◆ Work request ◆
Once every line in the data below has been checked for "join", give the number of lines that hold it, and only that.

(Records from a collection)
+--

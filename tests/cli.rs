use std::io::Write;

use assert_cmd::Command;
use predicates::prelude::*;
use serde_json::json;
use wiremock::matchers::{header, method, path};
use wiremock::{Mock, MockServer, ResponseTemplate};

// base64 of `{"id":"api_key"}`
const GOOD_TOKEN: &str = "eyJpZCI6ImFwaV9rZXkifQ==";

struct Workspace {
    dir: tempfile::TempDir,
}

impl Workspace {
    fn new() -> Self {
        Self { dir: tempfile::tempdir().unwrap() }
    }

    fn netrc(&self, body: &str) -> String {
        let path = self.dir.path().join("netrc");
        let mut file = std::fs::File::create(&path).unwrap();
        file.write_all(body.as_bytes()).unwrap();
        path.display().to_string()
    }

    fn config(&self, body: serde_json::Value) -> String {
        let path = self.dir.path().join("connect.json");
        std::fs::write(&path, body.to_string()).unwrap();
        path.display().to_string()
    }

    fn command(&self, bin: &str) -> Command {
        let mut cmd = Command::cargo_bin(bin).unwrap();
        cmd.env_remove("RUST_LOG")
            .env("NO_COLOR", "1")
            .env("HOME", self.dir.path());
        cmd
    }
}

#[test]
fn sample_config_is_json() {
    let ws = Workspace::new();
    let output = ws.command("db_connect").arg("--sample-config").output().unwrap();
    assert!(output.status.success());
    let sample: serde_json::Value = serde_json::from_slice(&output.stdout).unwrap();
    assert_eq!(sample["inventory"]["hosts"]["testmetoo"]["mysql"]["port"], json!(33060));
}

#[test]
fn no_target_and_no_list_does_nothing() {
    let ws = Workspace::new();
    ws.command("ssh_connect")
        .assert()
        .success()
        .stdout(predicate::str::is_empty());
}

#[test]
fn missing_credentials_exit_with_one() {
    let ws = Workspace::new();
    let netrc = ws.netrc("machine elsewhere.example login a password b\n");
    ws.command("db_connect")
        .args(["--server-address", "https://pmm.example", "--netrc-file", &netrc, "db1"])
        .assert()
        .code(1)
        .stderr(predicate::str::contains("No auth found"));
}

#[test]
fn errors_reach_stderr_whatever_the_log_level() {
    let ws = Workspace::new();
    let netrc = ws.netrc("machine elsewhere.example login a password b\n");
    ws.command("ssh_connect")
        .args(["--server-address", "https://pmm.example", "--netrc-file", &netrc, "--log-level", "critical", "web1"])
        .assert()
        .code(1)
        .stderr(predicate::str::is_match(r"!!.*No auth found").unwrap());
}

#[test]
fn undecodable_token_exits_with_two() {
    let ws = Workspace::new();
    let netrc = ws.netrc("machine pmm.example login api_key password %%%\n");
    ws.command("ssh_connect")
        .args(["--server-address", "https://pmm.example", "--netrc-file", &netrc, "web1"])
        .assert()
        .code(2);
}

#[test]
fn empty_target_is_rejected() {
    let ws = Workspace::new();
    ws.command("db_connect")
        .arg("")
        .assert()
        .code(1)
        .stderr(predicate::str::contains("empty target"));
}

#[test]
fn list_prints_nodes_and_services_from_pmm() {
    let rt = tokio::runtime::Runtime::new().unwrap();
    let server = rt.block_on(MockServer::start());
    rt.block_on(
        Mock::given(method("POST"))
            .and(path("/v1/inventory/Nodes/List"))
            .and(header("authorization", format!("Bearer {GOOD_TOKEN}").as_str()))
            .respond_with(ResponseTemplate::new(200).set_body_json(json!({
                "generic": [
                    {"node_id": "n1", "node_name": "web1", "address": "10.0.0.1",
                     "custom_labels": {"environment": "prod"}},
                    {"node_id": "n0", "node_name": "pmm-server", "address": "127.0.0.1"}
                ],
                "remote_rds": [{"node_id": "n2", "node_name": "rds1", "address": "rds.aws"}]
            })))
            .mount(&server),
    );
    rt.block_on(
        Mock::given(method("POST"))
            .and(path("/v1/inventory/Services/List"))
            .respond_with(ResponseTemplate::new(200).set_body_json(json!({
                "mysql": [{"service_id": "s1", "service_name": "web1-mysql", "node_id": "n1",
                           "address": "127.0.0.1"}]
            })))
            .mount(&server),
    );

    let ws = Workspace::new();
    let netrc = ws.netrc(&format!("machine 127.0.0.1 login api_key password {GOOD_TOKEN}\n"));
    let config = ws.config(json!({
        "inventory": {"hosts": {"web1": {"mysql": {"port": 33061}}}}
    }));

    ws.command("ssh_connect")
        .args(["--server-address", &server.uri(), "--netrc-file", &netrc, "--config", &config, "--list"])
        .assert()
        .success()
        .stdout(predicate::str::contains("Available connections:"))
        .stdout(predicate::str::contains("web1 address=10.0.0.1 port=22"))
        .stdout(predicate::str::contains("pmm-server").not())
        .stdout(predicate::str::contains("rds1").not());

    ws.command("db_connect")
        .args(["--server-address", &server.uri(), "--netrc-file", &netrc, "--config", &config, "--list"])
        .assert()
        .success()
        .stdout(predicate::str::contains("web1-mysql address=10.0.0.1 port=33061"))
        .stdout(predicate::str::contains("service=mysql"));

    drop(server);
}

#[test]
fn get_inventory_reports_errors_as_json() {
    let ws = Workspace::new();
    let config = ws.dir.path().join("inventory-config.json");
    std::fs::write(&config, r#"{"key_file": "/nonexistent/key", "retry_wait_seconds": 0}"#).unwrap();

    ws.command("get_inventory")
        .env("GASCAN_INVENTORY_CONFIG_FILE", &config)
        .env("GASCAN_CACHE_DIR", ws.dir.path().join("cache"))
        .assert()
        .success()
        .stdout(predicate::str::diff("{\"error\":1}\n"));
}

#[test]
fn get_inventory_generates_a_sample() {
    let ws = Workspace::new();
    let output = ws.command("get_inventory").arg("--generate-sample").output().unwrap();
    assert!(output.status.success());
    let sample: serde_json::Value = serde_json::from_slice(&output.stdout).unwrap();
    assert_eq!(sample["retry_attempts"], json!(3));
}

+--

◆ Answer area ◆
4